5 Steps to Perform a Cyber Security Risk Assessment on Your Network

The first part of any cyber security audit is to assess risk. Risk is anything that could damage infrastructure, cost money from lost revenue, or threaten intellectual secrets. If you’re a small business owner and need to improvise, here are the steps to perform your own cursory review.

 

  1. Review Your Network Resources

 

Before you can start assessing risk, you need to review network resources. One mistake many business owners make is to only audit resources that they think could be a risk. Assess everything connected to your network, the bad guys certainly will!

 

For instance, printer memory can be used to store hidden malware, or the stored files scanned and printed by employees could be stolen by a clever hacker. Printers are normally considered benign resources, but they can be used in an attack.

 

Always document every resource even if you think it has no risk. Remember to include even the most innocent resources like printers, IoT devices, internal hubs and routers, and unused desktops.

 

  1. Identify Possible Threats

 

This part of the assessment should really be done by a professional, but it’s still possible to do a cursory review of your resources. For instance, you know that malware often infects individual desktops, so they pose a threat to your security.

 

The hard part with this step is properly identifying risk. Using the printer example, you might not realize that printer firmware must be upgraded to defend against attacks. In addition to being a possible source for document leaks, printers can also be used in DDoS attacks (http://www.securityweek.com/printer-vulnerabilities-expose-organizations-attacks). To understand resources that pose a risk, you need to understand cyber security.

 

If you have a limited understanding of cyber security, you can still do a high-level risk assessment.
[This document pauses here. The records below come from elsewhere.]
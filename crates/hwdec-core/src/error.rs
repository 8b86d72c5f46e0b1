//! 统一错误类型定义.
//!
//! 解析与 DPB 错误在调用路径上局部处理 (记录日志后丢弃图像),
//! 只有内存分配失败与后端错误会向外传播.

use std::fmt;

use thiserror::Error;

/// 参数集种类
#[derive(Debug, Clone, Copy, PartialEq, Eq)]
pub enum ParamSetKind {
    Sps,
    Pps,
}

impl fmt::Display for ParamSetKind {
    fn fmt(&self, f: &mut fmt::Formatter<'_>) -> fmt::Result {
        match self {
            Self::Sps => write!(f, "SPS"),
            Self::Pps => write!(f, "PPS"),
        }
    }
}

/// 硬件解码前端统一错误类型
#[derive(Debug, Error)]
pub enum HwdecError {
    /// 语法元素越界或码流被截断
    #[error("语法错误: {0}")]
    MalformedSyntax(String),

    /// 切片引用了尚未收到的参数集
    #[error("缺少参数集: {kind} id={id}")]
    MissingParameterSet { kind: ParamSetKind, id: u32 },

    /// 参考图像标记命令的目标不在 DPB 中
    #[error("参考图像不一致: {0}")]
    ReferenceInconsistency(String),

    /// 可用参考帧超过硬件参考列表容量
    #[error("参考列表溢出: {available} 个参考帧, 容量 {capacity}")]
    ReferenceListOverflow { available: usize, capacity: usize },

    /// 内存分配失败
    #[error("内存分配失败: {0}")]
    OutOfMemory(String),

    /// 无效参数
    #[error("无效参数: {0}")]
    InvalidArgument(String),

    /// 硬件解码后端错误
    #[error("解码后端错误: {0}")]
    Backend(String),
}

impl From<std::collections::TryReserveError> for HwdecError {
    fn from(err: std::collections::TryReserveError) -> Self {
        Self::OutOfMemory(err.to_string())
    }
}

/// 统一 Result 类型
pub type HwdecResult<T> = Result<T, HwdecError>;
//! 比特流写入器.
//!
//! 与 [`BitReader`](crate::bitreader::BitReader) 对应的 MSB first 写入器,
//! 用于构造 SPS/PPS/切片头等语法结构 (测试码流、基准测试输入).

/// 比特流写入器
///
/// # 示例
/// ```
/// use hwdec_core::bitwriter::BitWriter;
///
/// let mut bw = BitWriter::new();
/// bw.write_bits(0b1011, 4);
/// bw.write_ue(0);
/// bw.write_rbsp_trailing_bits();
/// assert_eq!(bw.finish(), vec![0b1011_1100]);
/// ```
#[derive(Debug, Default, Clone)]
pub struct BitWriter {
    /// 输出缓冲区
    data: Vec<u8>,
    /// 当前字节 (正在填充)
    current_byte: u8,
    /// 当前字节中已填充的位数 (0-7)
    bit_count: u8,
}

impl BitWriter {
    /// 创建新的比特流写入器
    pub fn new() -> Self {
        Self::default()
    }

    /// 获取已写入的总位数
    pub fn bits_written(&self) -> usize {
        self.data.len() * 8 + self.bit_count as usize
    }

    /// 写入 1 个位
    pub fn write_bit(&mut self, bit: u32) {
        self.current_byte = (self.current_byte << 1) | (bit & 1) as u8;
        self.bit_count += 1;
        if self.bit_count == 8 {
            self.data.push(self.current_byte);
            self.current_byte = 0;
            self.bit_count = 0;
        }
    }

    /// 写入 1 位标志
    pub fn write_flag(&mut self, flag: bool) {
        self.write_bit(u32::from(flag));
    }

    /// 写入 N 个位 (最多 32 位), 值的低 N 位高位在前
    pub fn write_bits(&mut self, value: u32, n: u32) {
        debug_assert!(n <= 32, "write_bits: n={} 超过 32 位", n);
        for i in (0..n.min(32)).rev() {
            self.write_bit((value >> i) & 1);
        }
    }

    /// 写入无符号 Exp-Golomb 编码 ue(v)
    pub fn write_ue(&mut self, value: u32) {
        let code = u64::from(value) + 1;
        let len = 64 - code.leading_zeros();
        for _ in 0..len - 1 {
            self.write_bit(0);
        }
        for i in (0..len).rev() {
            self.write_bit(((code >> i) & 1) as u32);
        }
    }

    /// 写入有符号 Exp-Golomb 编码 se(v)
    pub fn write_se(&mut self, value: i32) {
        let magnitude = u64::from(value.unsigned_abs());
        let code = if value > 0 {
            magnitude * 2 - 1
        } else {
            magnitude * 2
        };
        self.write_ue(u32::try_from(code).unwrap_or(u32::MAX));
    }

    /// 写入 rbsp_trailing_bits: 停止位 1 加零填充到字节边界
    pub fn write_rbsp_trailing_bits(&mut self) {
        self.write_bit(1);
        self.align_to_byte();
    }

    /// 对齐到字节边界 (用 0 填充)
    pub fn align_to_byte(&mut self) {
        if self.bit_count > 0 {
            let pad = 8 - self.bit_count;
            self.current_byte <<= pad;
            self.data.push(self.current_byte);
            self.current_byte = 0;
            self.bit_count = 0;
        }
    }

    /// 完成写入, 返回字节数据 (不足一字节时补零)
    pub fn finish(mut self) -> Vec<u8> {
        self.align_to_byte();
        self.data
    }
}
Just remember that even the simplest network component can still pose a threat if it has an IP address on the network, stores any sensitive data, and/or allows users to access it over the network.

 

  1. Rate Each Risk and Impact

 

Not every risk is a high priority. With this step, you rate each risk as low, medium or high. This helps to prioritize where you should focus most of your effort initially, and you work down your list to the medium and low-risk resources.

 

Perimeter routers are high risk unless patched with the latest firmware and properly configured.  A router with outdated firmware would be a high-risk, high-impact resource that should be a priority.

 

Low-risk items are resources that don’t impact much when compromised. Documents containing information already available to the public might be low risk. This drive would be low risk and low impact should it be compromised, so you should rate it low on the priority list.

 

  1. Analyze Your Protection

 

Most organizations know cyber security is necessary, so you probably have some protection in place, such as firewalls and antivirus software installed on desktops.  This step also takes a professional, because you might think you have protection in place but I guarantee you that any competent hacker will get through. Hence, why PeopleSec guarantees  our services.

 

Analyze any cyber security protection in place, because it reduces risk. This step might affect your priority because you could have a high-priority item that already has the best protection. This type of resource would then be a lower priority.

 

  1. Calculate Your Risk

 

Identify all resources an adversary could utilize. When you’re doing a cursory review to qualify risk, you won’t have a number to work with but rather an overall outlook on risk versus impact. Follow these steps, and you will have started a basic risk assessment.

 

After you finish these steps, you should have an overall outlook on what type of cyber security your business needs. A professional will still want to go through your resources and do his own risk assessment. Performing audits gives you a gauge on just how much of a target your network could be for an attacker.